気配には敏感な方だと自負があった。その自分の、いわばテリトリーに簡単に侵入したこの女のことを知りたくなったのだ。
「ダメよ」
「え?」
女はそんな圭吾の心中を見透かしているかのように首を軽く横に振ると、首を傾げた。
首につけられた金の鎖がシャラリと音を立て、夜の明かりに鈍く光る。
「お兄さん、普通の人間と違うんだ」
断定されたのは初めてだった。変わっていると言われたり、警戒されたり気味悪がられることはあっても、「違う」と言われたことはなかった。
思わず声を漏らし、女の顔をまじまじと見つめる。
「どっちかって言うと、私達に近いのかしら?」
「どうでしょう」
圭吾は本当に困って眉をひそめた。
どう近いのか、その意味合いによっては返事が変わる。ただ、漠然的な意味で言えば、例えばこの街の一部になっている、とか……そのように思えた。
「ね、あの男から私を救えない?」
「どうでしょう?」
今度は意味合いより可能性のほうで圭吾は返事を濁した。
女は肩越しにあの毛皮の男を振り返り、声を落とす。
「あの男、知ってるでしょ?」
「まぁ」
見た事のある顔だ。
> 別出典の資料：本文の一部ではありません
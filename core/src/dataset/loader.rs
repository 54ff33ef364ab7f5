use crate::dataset::record::{LaunchRecord, Outcome};
use crate::dataset::table::{distinct_sites, Dataset};
use crate::prelude::{
    LoadError, LoadResult, BOOSTER_COLUMN, CLASS_COLUMN, PAYLOAD_COLUMN, SITE_COLUMN,
};
use crate::telemetry::log::LogManager;
use csv::{ReaderBuilder, StringRecord, Trim};
use std::fs::File;
use std::io::Read;
use std::path::Path;

/// Positions of the required columns within a header row.
struct ColumnIndex {
    site: usize,
    payload: usize,
    class: usize,
    booster: usize,
}

impl ColumnIndex {
    fn resolve(headers: &StringRecord) -> LoadResult<Self> {
        let find = |name: &str| {
            headers
                .iter()
                .position(|header| header == name)
                .ok_or_else(|| LoadError::MissingColumn(name.to_string()))
        };
        Ok(Self {
            site: find(SITE_COLUMN)?,
            payload: find(PAYLOAD_COLUMN)?,
            class: find(CLASS_COLUMN)?,
            booster: find(BOOSTER_COLUMN)?,
        })
    }
}

/// Reads a headered CSV table fully into memory.
///
/// Columns are located by header name, so extra columns and any column order
/// are accepted. Rows are kept in source order.
pub fn load<R: Read>(reader: R) -> LoadResult<Dataset> {
    let mut csv_reader = ReaderBuilder::new()
        .has_headers(true)
        .trim(Trim::All)
        .from_reader(reader);

    let columns = ColumnIndex::resolve(csv_reader.headers()?)?;

    let mut records = Vec::new();
    for (idx, row) in csv_reader.records().enumerate() {
        let row = row?;
        let record = parse_row(&row, &columns).map_err(|reason| LoadError::InvalidRecord {
            row: idx + 1,
            reason,
        })?;
        records.push(record);
    }

    let dataset = Dataset::from_records(records)?;
    LogManager::new().record(&format!(
        "loaded {} launch records across {} sites",
        dataset.len(),
        distinct_sites(&dataset).len()
    ));
    Ok(dataset)
}

/// Opens a local CSV file and loads it.
pub fn load_path<P: AsRef<Path>>(path: P) -> LoadResult<Dataset> {
    let file = File::open(path.as_ref())?;
    load(file)
}

fn parse_row(row: &StringRecord, columns: &ColumnIndex) -> Result<LaunchRecord, String> {
    let field = |idx: usize, name: &str| {
        row.get(idx)
            .ok_or_else(|| format!("row is missing field `{}`", name))
    };

    let site = field(columns.site, SITE_COLUMN)?;
    let payload_raw = field(columns.payload, PAYLOAD_COLUMN)?;
    let payload_mass_kg = payload_raw
        .parse::<f64>()
        .map_err(|_| format!("payload mass `{}` is not a number", payload_raw))?;
    let outcome = parse_class(field(columns.class, CLASS_COLUMN)?)?;
    let booster = field(columns.booster, BOOSTER_COLUMN)?;

    Ok(LaunchRecord::new(site, payload_mass_kg, outcome, booster))
}

fn parse_class(raw: &str) -> Result<Outcome, String> {
    let value = match raw.parse::<u8>() {
        Ok(value) => Some(value),
        Err(_) => match raw.parse::<f64>() {
            Ok(v) if v == 0.0 => Some(0),
            Ok(v) if v == 1.0 => Some(1),
            _ => None,
        },
    };
    value
        .and_then(Outcome::from_class)
        .ok_or_else(|| format!("class `{}` must be 0 or 1", raw))
}
use launchcore::dataset::PayloadDomain;
use launchcore::query::{ScatterPoint, SuccessAggregate};
use launchcore::{prelude::ALL_SITES, SiteSelection};
use serde::{Deserialize, Serialize};

pub const SCATTER_X_LABEL: &str = "Payload Mass (kg)";
pub const SCATTER_Y_LABEL: &str = "Launch Outcome (0=Failure, 1=Success)";
pub const SCATTER_COLOR_BY: &str = "Booster Version Category";

pub const PAGE_TITLE: &str = "SpaceX Launch Records Dashboard";
pub const SITE_LABEL: &str = "Launch Site Drop-down Input:";
pub const SITE_PLACEHOLDER: &str = "Select a Launch Site";
pub const PAYLOAD_LABEL: &str = "Payload range (Kg):";

#[derive(Debug, Clone, PartialEq, Serialize, Deserialize)]
pub struct DropdownOption {
    pub label: String,
    pub value: String,
}

#[derive(Debug, Clone, PartialEq, Serialize, Deserialize)]
pub struct SliderMark {
    pub value: f64,
    pub label: String,
}

#[derive(Debug, Clone, PartialEq, Serialize, Deserialize)]
pub struct SliderSpec {
    pub min: f64,
    pub max: f64,
    pub step: f64,
    pub marks: Vec<SliderMark>,
    pub value: [f64; 2],
}

#[derive(Debug, Clone, PartialEq, Serialize, Deserialize)]
pub struct SiteDropdown {
    pub label: String,
    pub placeholder: String,
    pub searchable: bool,
    pub options: Vec<DropdownOption>,
    pub value: String,
}

/// Everything a front end needs to draw the page heading and both controls.
#[derive(Debug, Clone, PartialEq, Serialize, Deserialize)]
pub struct ControlLayout {
    pub title: String,
    pub site_dropdown: SiteDropdown,
    pub payload_label: String,
    pub payload_slider: SliderSpec,
}

impl ControlLayout {
    pub fn new(sites: &[String], domain: PayloadDomain, step: f64, marks: &[f64]) -> Self {
        let mut site_options = Vec::with_capacity(sites.len() + 1);
        site_options.push(DropdownOption {
            label: "All Sites".into(),
            value: ALL_SITES.into(),
        });
        site_options.extend(sites.iter().map(|site| DropdownOption {
            label: site.clone(),
            value: site.clone(),
        }));

        Self {
            title: PAGE_TITLE.into(),
            site_dropdown: SiteDropdown {
                label: SITE_LABEL.into(),
                placeholder: SITE_PLACEHOLDER.into(),
                searchable: true,
                options: site_options,
                value: ALL_SITES.into(),
            },
            payload_label: PAYLOAD_LABEL.into(),
            payload_slider: SliderSpec {
                min: domain.min,
                max: domain.max,
                step,
                marks: marks
                    .iter()
                    .map(|&value| SliderMark {
                        value,
                        label: format!("{}", value),
                    })
                    .collect(),
                value: [domain.min, domain.max],
            },
        }
    }
}

#[derive(Debug, Clone, PartialEq, Serialize)]
pub struct PieChart {
    pub title: String,
    pub success_rate: f64,
    pub table: SuccessAggregate,
}

#[derive(Debug, Clone, PartialEq, Serialize)]
pub struct ScatterChart {
    pub title: String,
    pub x_label: &'static str,
    pub y_label: &'static str,
    pub color_by: &'static str,
    pub points: Vec<ScatterPoint>,
}

pub fn pie_title(selection: &SiteSelection) -> String {
    match selection {
        SiteSelection::All => "Total Success Launches By Site".to_string(),
        SiteSelection::Site(site) => format!("Success vs Failure for {}", site),
    }
}

pub fn scatter_title(selection: &SiteSelection) -> String {
    match selection {
        SiteSelection::All => "Payload vs. Success for All Sites".to_string(),
        SiteSelection::Site(site) => format!("Payload vs. Success for {}", site),
    }
}

#[cfg(test)]
mod tests {
    use super::*;

    #[test]
    fn layout_lists_all_sites_first() {
        let sites = vec!["CCAFS LC-40".to_string(), "KSC LC-39A".to_string()];
        let layout = ControlLayout::new(
            &sites,
            PayloadDomain {
                min: 0.0,
                max: 9600.0,
            },
            1000.0,
            &[0.0, 2500.0],
        );

        let dropdown = &layout.site_dropdown;
        assert_eq!(dropdown.options.len(), 3);
        assert_eq!(dropdown.options[0].value, "ALL");
        assert_eq!(dropdown.options[2].label, "KSC LC-39A");
        assert_eq!(dropdown.value, "ALL");
        assert_eq!(layout.payload_slider.value, [0.0, 9600.0]);
        assert_eq!(layout.payload_slider.marks[1].label, "2500");
    }

    #[test]
    fn layout_carries_page_and_control_labels() {
        let layout = ControlLayout::new(
            &[],
            PayloadDomain { min: 0.0, max: 0.0 },
            1000.0,
            &[],
        );

        assert_eq!(layout.title, "SpaceX Launch Records Dashboard");
        assert_eq!(layout.site_dropdown.label, "Launch Site Drop-down Input:");
        assert_eq!(layout.site_dropdown.placeholder, "Select a Launch Site");
        assert!(layout.site_dropdown.searchable);
        assert_eq!(layout.payload_label, "Payload range (Kg):");
    }

    #[test]
    fn titles_follow_selection() {
        assert_eq!(pie_title(&SiteSelection::All), "Total Success Launches By Site");
        assert_eq!(
            scatter_title(&SiteSelection::parse("VAFB SLC-4E")),
            "Payload vs. Success for VAFB SLC-4E"
        );
    }
}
この街には何人か区画ごとに仕切る人間がいるが、たぶん、あの男はそのうちの一人だったように思う。
「私、彼が嫌いなの」
「なんでも、してくれそうだけど?」
圭吾は彼女の首にぶら下がった、高級そうな金の鎖に目をやった。女は圭吾に顔を向けなおすと苦々しい顔をして舌先を出した。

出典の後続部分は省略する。